Each entry below needs to be copied exactly, with nothing dropped.
────────────────────
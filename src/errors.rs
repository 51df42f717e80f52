use actix_web::HttpResponse;
use thiserror::Error;

use crate::domain::errors::DomainError;

#[derive(Debug, Error)]
pub enum AppError {
    #[error("Not found")]
    NotFound,

    #[error("Bad request: {0}")]
    BadRequest(String),

    #[error("Internal error: {0}")]
    Internal(String),
}

impl From<DomainError> for AppError {
    fn from(e: DomainError) -> Self {
        match e {
            DomainError::NotFound => AppError::NotFound,
            DomainError::InvalidInput(msg) => AppError::BadRequest(msg),
            DomainError::Internal(msg) => AppError::Internal(msg),
        }
    }
}

impl From<actix_web::error::BlockingError> for AppError {
    fn from(e: actix_web::error::BlockingError) -> Self {
        AppError::Internal(e.to_string())
    }
}

impl actix_web::ResponseError for AppError {
    fn error_response(&self) -> HttpResponse {
        match self {
            AppError::NotFound => HttpResponse::NotFound().json(serde_json::json!({
                "error": self.to_string()
            })),
            AppError::BadRequest(msg) => HttpResponse::BadRequest().json(serde_json::json!({
                "error": msg
            })),
            AppError::Internal(msg) => {
                log::error!("Request failed: {}", msg);
                HttpResponse::InternalServerError().json(serde_json::json!({
                    "error": "Internal server error"
                }))
            }
        }
    }
}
────────────────────
- _The answer_
filename src/errors.rs
repository 51df42f717e80f52
use actix_web::HttpResponse;
use thiserror::Error;

use crate::domain::errors::DomainError;

#[derive(Debug, Error)]
pub enum AppError {
    #[error("Not found")]
    NotFound,

    #[error("Bad request: {0}")]
    BadRequest(String),

    #[error("Internal error: {0}")]
    Internal(String),
}

impl From<DomainError> for AppError {
    fn from(e: DomainError) -> Self {
        match e {
            DomainError::NotFound => AppError::NotFound,
            DomainError::InvalidInput(msg) => AppError::BadRequest(msg),
            DomainError::Internal(msg) => AppError::Internal(msg),
        }
    }
}

impl From<actix_web::error::BlockingError> for AppError {
    fn from(e: actix_web::error::BlockingError) -> Self {
        AppError::Internal(e.to_string())
    }
}

impl actix_web::ResponseError for AppError {
    fn error_response(&self) -> HttpResponse {
        match self {
            AppError::NotFound => HttpResponse::NotFound().json(serde_json::json!({
                "error": self.to_string()
            })),
            AppError::BadRequest(msg) => HttpResponse::BadRequest().json(serde_json::json!({
                "error": msg
            })),
            AppError::Internal(msg) => {
                log::error!("Request failed: {}", msg);
                HttpResponse::InternalServerError().json(serde_json::json!({
                    "error": "Internal server error"
                }))
            }
        }
    }
}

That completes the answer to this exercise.